“Kini, demokrasi kita mengalami serangan yang belum pernah terjadi, tidak pernah dilihat di masa modern”
Joe Biden
Petikan protes oleh Presiden terpilih Ke-46 Amerika Serikat itu, memiliki dua arti sekaligus. Pertama, Biden mengakui sendiri bahwa demokrasi ala Amerika yang senantiasa menjadi kebanggaan negeri Paman Sam itu ternyata tidak seelok apa yang mereka sombongkan selama ini sebagai negara kampiun percontohan demokrasi dunia.
Pada praktiknya, demokrasi bisa juga akan berakhir teror, seperti yang terjadi di Gedung Capitol, kantor parlemen AS, di Washington DC kemarin. Ketika dunia menyaksikan, massa pendukung Donal Trump masuk ke gedung parlemen, merusak dan menjarah berbagai barang layaknya kaum bar-bar yang beringas. Hanya karena alasan ingin membatalkan pengesahan bagi presiden terpilih.

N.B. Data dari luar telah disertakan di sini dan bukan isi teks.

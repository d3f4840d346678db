use alloc::collections::VecDeque;
use serde::{Deserialize, Serialize};

use crate::*;

#[derive(Copy, Clone, Debug, Default, PartialEq, Eq, Serialize, Deserialize)]
pub enum EngineState {
    #[default]
    Ready,
    Active,
    Won,
    Lost,
}

impl EngineState {
    pub const fn is_ready(self) -> bool {
        matches!(self, Self::Ready)
    }

    pub const fn is_finished(self) -> bool {
        matches!(self, Self::Won | Self::Lost)
    }
}

/// Who asked for a reveal. Only the player can set off a mine.
#[derive(Copy, Clone, Debug, Default, PartialEq, Eq)]
pub enum RevealSource {
    #[default]
    Player,
    Cascade,
}

/// One game: the board plus everything derived from moves made on it.
///
/// Starting a new game means building a new value; nothing carries over.
#[derive(Clone, Debug, PartialEq)]
pub struct GameState {
    config: GameConfig,
    grid: Grid,
    revealed_count: CellCount,
    flagged_count: CellCount,
    state: EngineState,
    detonated: Option<Coord2>,
    disclosed: bool,
}

impl GameState {
    pub fn new_game(config: GameConfig, placer: impl MinePlacer) -> Result<Self> {
        config.validate()?;

        let mut grid = Grid::new(config.board_size);
        placer.place_mines(&mut grid, config)?;
        log::debug!(
            "New game: {0}x{0} board, {1} mines",
            config.board_size,
            config.mine_count
        );

        Ok(Self {
            config,
            grid,
            revealed_count: 0,
            flagged_count: 0,
            state: Default::default(),
            detonated: None,
            disclosed: false,
        })
    }

    /// New game with mines drawn from the thread-local RNG.
    #[cfg(feature = "std")]
    pub fn new_random(board_size: u32, mine_count: u32) -> Result<Self> {
        let config = GameConfig::new(board_size, mine_count)?;
        Self::new_game(config, RandomPlacer::thread_local())
    }

    /// New game with a reproducible layout.
    pub fn from_seed(config: GameConfig, seed: u64) -> Result<Self> {
        Self::new_game(config, RandomPlacer::from_seed(seed))
    }

    /// New game with mines at known coordinates.
    pub fn from_mines(board_size: Coord, mines: &[Coord2]) -> Result<Self> {
        let mine_count = mines.len().try_into().unwrap_or(u32::MAX);
        let config = GameConfig::new(board_size.into(), mine_count)?;
        Self::new_game(config, FixedPlacer::new(mines))
    }

    pub fn config(&self) -> GameConfig {
        self.config
    }

    pub fn board_size(&self) -> Coord {
        self.config.board_size
    }

    pub fn mine_count(&self) -> CellCount {
        self.config.mine_count
    }

    pub fn state(&self) -> EngineState {
        self.state
    }

    pub fn is_finished(&self) -> bool {
        self.state.is_finished()
    }

    pub fn revealed_count(&self) -> CellCount {
        self.revealed_count
    }

    pub fn flagged_count(&self) -> CellCount {
        self.flagged_count
    }

    /// Mines minus flags; negative when the player over-flags.
    pub fn mines_left(&self) -> isize {
        (self.config.mine_count as isize) - (self.flagged_count as isize)
    }

    pub fn detonated(&self) -> Option<Coord2> {
        self.detonated
    }

    pub fn is_disclosed(&self) -> bool {
        self.disclosed
    }

    pub fn coords_of(&self, position: Position) -> Option<Coord2> {
        self.grid.decode(position)
    }

    pub fn position_of(&self, coords: Coord2) -> Option<Position> {
        self.grid.contains(coords).then(|| self.grid.encode(coords))
    }

    pub fn tile(&self, position: Position) -> Option<TileView> {
        self.coords_of(position).map(|coords| self.view_at(coords))
    }

    pub fn tile_at(&self, coords: Coord2) -> Option<TileView> {
        self.grid.contains(coords).then(|| self.view_at(coords))
    }

    /// Every tile in position order.
    pub fn tiles(&self) -> impl Iterator<Item = (Position, TileView)> + '_ {
        self.grid
            .iter_coords()
            .map(move |coords| (self.grid.encode(coords), self.view_at(coords)))
    }

    /// Player move at `position`.
    pub fn reveal(&mut self, position: Position) -> RevealOutcome {
        self.reveal_from(position, RevealSource::Player)
    }

    pub fn reveal_at(&mut self, coords: Coord2) -> RevealOutcome {
        match self.position_of(coords) {
            Some(position) => self.reveal(position),
            None => RevealOutcome::Ignored,
        }
    }

    pub fn reveal_from(&mut self, position: Position, source: RevealSource) -> RevealOutcome {
        use RevealOutcome::*;

        let Some(coords) = self.grid.decode(position) else {
            log::trace!("Ignoring reveal at out-of-range position {}", position);
            return Ignored;
        };
        if self.state.is_finished() {
            return Blocked;
        }

        let cell = self.grid[coords];
        if cell.is_revealed() || cell.is_flagged() {
            return Blocked;
        }
        if cell.has_mine() {
            return match source {
                RevealSource::Player => {
                    self.detonate(coords);
                    Mine
                }
                RevealSource::Cascade => Blocked,
            };
        }

        let adjacent_mines = self.flood_reveal(coords);
        if self.check_for_win() {
            self.state = EngineState::Won;
            log::debug!("Game won after revealing {} cells", self.revealed_count);
        } else {
            self.mark_started();
        }
        Safe(adjacent_mines)
    }

    pub fn toggle_flag(&mut self, position: Position) -> FlagOutcome {
        use FlagOutcome::*;

        let Some(coords) = self.grid.decode(position) else {
            return Rejected;
        };
        if self.state.is_finished() {
            return Rejected;
        }

        let cell = &mut self.grid[coords];
        if cell.revealed {
            Rejected
        } else if cell.flagged {
            cell.flagged = false;
            self.flagged_count -= 1;
            Unflagged
        } else {
            cell.flagged = true;
            self.flagged_count += 1;
            Flagged
        }
    }

    /// True once every safe cell is revealed. Flags never count.
    pub fn check_for_win(&self) -> bool {
        self.config.total_cells() - self.revealed_count == self.config.mine_count
    }

    pub fn is_won(&self) -> bool {
        self.check_for_win()
    }

    /// Ends the game and exposes every mine. An unfinished game is forfeited.
    pub fn disclose(&mut self) {
        if !self.state.is_finished() {
            log::debug!("Game forfeited by disclosure");
            self.state = EngineState::Lost;
        }
        self.disclosed = true;
    }

    /// Clears `origin` and, when it touches no mines, every cell reachable
    /// through other zero cells. Returns the count at `origin`.
    fn flood_reveal(&mut self, origin: Coord2) -> u8 {
        let origin_count = self.clear_cell(origin);
        if origin_count != 0 {
            return origin_count;
        }

        let before = self.revealed_count;
        let mut to_visit: VecDeque<_> = self.cascade_targets(origin).collect();
        while let Some(coords) = to_visit.pop_front() {
            // queued more than once through different zero cells
            if !self.grid[coords].is_cascade_target() {
                continue;
            }
            if self.clear_cell(coords) == 0 {
                to_visit.extend(self.cascade_targets(coords));
            }
        }
        log::trace!(
            "Cascade from {:?} revealed {} extra cells",
            origin,
            self.revealed_count - before
        );

        origin_count
    }

    fn clear_cell(&mut self, coords: Coord2) -> u8 {
        let count = cached_adjacent_mines(&mut self.grid, coords);
        self.grid[coords].revealed = true;
        self.revealed_count += 1;
        count
    }

    fn cascade_targets(&self, coords: Coord2) -> impl Iterator<Item = Coord2> + '_ {
        self.grid
            .iter_neighbors(coords)
            .filter(move |&pos| self.grid[pos].is_cascade_target())
    }

    fn detonate(&mut self, coords: Coord2) {
        log::debug!("Mine hit at {:?}", coords);
        self.grid[coords].detonated = true;
        self.detonated = Some(coords);
        self.state = EngineState::Lost;
    }

    fn mark_started(&mut self) {
        if self.state.is_ready() {
            self.state = EngineState::Active;
        }
    }

    fn view_at(&self, coords: Coord2) -> TileView {
        self.grid[coords].view(self.disclosed)
    }
}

Kedua, jika kita kaji serangan yang terjadi di gedung parlemen Amerika, sebenarnya merupakan implikasi dari kegilaan provokasi Donal Trump kepada massa pendukungnya bahwa telah terjadi kecurangan pemilu. Sejak sebelum waktu pemilu sampai pada pasca pemilu Amerika, berbagai upaya dilakukan Trump untuk menuduh proses dan hasil pemilu Amerika berlangsung dengan curang dan penuh rekayasa.
Bahkan Donal Trump, memaksa beberapa gubernur negara bagian yang menjadi pendukung Partai Republik untuk menolak hasil pemilu mereka, melakukan gugatan ke Mahkamah Agung, namun semuanya berujung kekalahan. Sampai akhirnya, Trump yang kalap memilih aksi massa untuk menekan parlemen Amerika untuk melakukan penolakan bagi pengesahan bagi Joe Biden dan Kamala Harris.
Lantas apa yang bisa kita pelajari dari peristiwa yang membuat kehebohan dunia kemarin?
Bagi saya, apa yang terjadi di gedung parlemen negara adidaya itu, membuktikan bahwa memang demokrasi tetap memiliki lubang hitam (black hole) yang mesti menjadi catatan serius bagi para penggiat demokrasi, ilmuwan dan peneliti politik, serta pengambil kebijakan di seluruh dunia menyangkut ‘kegilaan demokrasi populis’.
Orang-orang seperti Donal Trump, sebenarnya ada di banyak tempat dan banyak pemilu sampai pilkada di seluruh dunia. Mereka yang dalam sistem demokrasi dimungkinkan untuk masuk dalam kekuasaan politik, karena memiliki popularitas dan juga modalitas finansial, serta tentu saja punya naluri narsisme megalomania yang besar.
Tapi sosok-sosok seperti Donal Trump, selalu abai bahkan bisa jadi tidak paham akan esensi dari proses demokrasi itu sendiri, yakni ‘memilih dan menghadirkan orang yang akan melayani publik’. Mereka yang karena gagasan, ide dan kapasitas lalu dipilih dan dipercaya oleh dan untuk rakyat, menjadi pemimpin pemerintahan. Bukan sekedar karena alasan popularitas semata.
Saya akhirnya dibawa pada ingatan akan seruan Plato yang datang dari 360 Sebelum Masehi (SM) ‘Memang Negara harus diatur oleh sekelompok kecil orang-orang ahli yang paham akan Kebenaran’. Karena itulah, kita semua mesti memastikan para ahli juga tertarik untuk ikut dalam demokrasi populisme yang kini ada, sekaligus memastikan pendidikan politik bagi rakyat untuk memilih pemimpin karena pertimbangan kapasitas bukan sekedar popularitas atau lebih parah karena isi tas!
Agar, sistem demokrasi tidak lagi menghadirkan sosok-sosok gila seperti Trump lagi!